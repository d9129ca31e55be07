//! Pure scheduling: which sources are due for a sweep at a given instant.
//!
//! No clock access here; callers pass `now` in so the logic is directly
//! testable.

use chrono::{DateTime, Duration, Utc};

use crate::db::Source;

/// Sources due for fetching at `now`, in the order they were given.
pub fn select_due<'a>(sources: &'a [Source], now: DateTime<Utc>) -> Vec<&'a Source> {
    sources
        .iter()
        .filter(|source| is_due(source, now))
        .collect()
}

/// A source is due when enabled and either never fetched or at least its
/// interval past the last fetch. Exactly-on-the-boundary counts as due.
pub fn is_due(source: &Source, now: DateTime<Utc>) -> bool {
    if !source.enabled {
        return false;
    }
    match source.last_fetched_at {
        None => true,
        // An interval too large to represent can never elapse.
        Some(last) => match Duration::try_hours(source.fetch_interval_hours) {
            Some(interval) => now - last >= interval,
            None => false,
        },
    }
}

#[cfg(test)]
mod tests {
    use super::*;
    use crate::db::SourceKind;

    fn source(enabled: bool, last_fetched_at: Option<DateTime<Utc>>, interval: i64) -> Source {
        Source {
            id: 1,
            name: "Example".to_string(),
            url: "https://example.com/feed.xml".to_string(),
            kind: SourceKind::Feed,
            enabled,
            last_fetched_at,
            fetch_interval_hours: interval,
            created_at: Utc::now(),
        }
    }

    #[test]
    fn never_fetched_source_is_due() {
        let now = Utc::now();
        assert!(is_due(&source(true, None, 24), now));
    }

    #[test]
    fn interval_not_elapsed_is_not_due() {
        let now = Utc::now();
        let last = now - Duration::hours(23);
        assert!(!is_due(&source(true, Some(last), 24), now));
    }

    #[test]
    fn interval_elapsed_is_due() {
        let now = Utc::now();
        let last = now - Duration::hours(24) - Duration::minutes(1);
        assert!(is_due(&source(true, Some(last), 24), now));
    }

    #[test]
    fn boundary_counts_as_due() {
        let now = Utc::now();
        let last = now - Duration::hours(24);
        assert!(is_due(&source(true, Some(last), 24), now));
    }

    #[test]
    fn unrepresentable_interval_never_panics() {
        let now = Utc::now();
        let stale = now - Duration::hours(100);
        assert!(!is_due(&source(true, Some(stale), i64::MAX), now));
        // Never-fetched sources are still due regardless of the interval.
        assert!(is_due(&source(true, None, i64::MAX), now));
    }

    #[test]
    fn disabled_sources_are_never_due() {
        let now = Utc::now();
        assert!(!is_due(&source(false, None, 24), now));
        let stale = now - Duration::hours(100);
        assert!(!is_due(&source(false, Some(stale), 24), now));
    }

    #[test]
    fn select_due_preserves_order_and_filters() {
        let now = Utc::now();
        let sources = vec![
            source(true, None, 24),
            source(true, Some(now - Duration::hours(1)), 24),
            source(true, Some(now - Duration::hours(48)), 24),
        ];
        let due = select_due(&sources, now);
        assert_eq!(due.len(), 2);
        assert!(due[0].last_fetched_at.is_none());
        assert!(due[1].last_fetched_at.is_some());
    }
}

◇ ◇ ◇ ◇ ◇ ◇ ◇

§ To do: For each line above that includes the word "bool", make a copy of that line.

§ Worked solution:
pub fn is_due(source: &Source, now: DateTime<Utc>) -> bool {
    fn source(enabled: bool, last_fetched_at: Option<DateTime<Utc>>, interval: i64) -> Source {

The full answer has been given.